I think the third Solution ( which is listed in reverse order ) is what Peter Winkler wanted.

SOLUTION 3 :

Let us assume some values. We will later see that these values are almost immaterial.

Assume stronger player $S$ wins with Probability $P1=0.9$ & loses with Probability $Q1=0.1$ , while weaker player $W$ wins with Probability $P2=0.1$ & loses with Probability $Q2=0.9$
Assume White has no advantage.
Assume there is a coin toss for every game to choose White.
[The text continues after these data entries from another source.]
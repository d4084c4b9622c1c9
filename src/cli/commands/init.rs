//! Init command handler

use crate::config::Config;

pub fn cmd_init() -> anyhow::Result<()> {
    if Config::create_default_if_missing()? {
        println!("Created config.toml with default settings.");
        println!("Point [api].base_url at your backend, then try: ikuyo calendar");
    } else {
        println!("config.toml already exists, leaving it untouched.");
    }
    Ok(())
}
Let us take example $k=4$ & $n=7$.

Sequence can be $SWSWSWSWS$
Probability of 4 wins at start is $Q1 \times Q2 \times Q1 \times Q2$
Probability of 4 wins after losing a game is $P1 \times Q2 \times Q1 \times Q2 \times Q1$
Probability of 4 wins after losing 2 games is $P1 \times P2 \times Q1 \times Q2 \times Q1 \times Q2$
Probability of 4 wins after losing 3 games is $P1 \times P2 \times P1 \times Q2 \times Q1 \times Q2 \times Q1$

Sequence can alternately be $WSWSWSWSW$
Probability of 4 wins at start is $Q2 \times Q1 \times Q2 \times Q1$
Probability of 4 wins after losing a game is $P2 \times Q1 \times Q2 \times Q1 \times Q2$
Probability of 4 wins after losing 2 games is $P2 \times P1 \times Q2 \times Q1 \times Q2 \times Q1$
Probability of 4 wins after losing 3 games is $P2 \times P1 \times P2 \times Q1 \times Q2 \times Q1 \times Q2$

Comparing the values , we see that $Q1 \times Q2 \times Q1 \times Q2$ is common , hence we can eliminate that.
We want to then check $(1+P1+P1 \times P2+P1 \times P2 \times P1)$ & $(1+P2+P2 \times P1+P2 \times P1 \times P2)$
Eliminate common terms to check $(P1+P1 \times P2 \times P1)$ & $(P2+P2 \times P1 \times P2)$
Make it $P1(1+P2 \times P1)$ & $P2(1+P1 \times P2)$ & Eliminate common terms
$P1$ versus $P2$

SUMMARY 3 :

Starting with stronger player is better !
Numerical values for $P1$ $P2$ $n$ $k$ do not matter !

SOLUTION 2 :

It might occur that stronger player is always going to win.
The kid is never going to succeed.

SUMMARY 2 :

It is then immaterial who starts.

SOLUTION 1 :

The Question is too vague & we have to make a lot of assumptions.

"choice"

"should she start against the stronger or weaker parent"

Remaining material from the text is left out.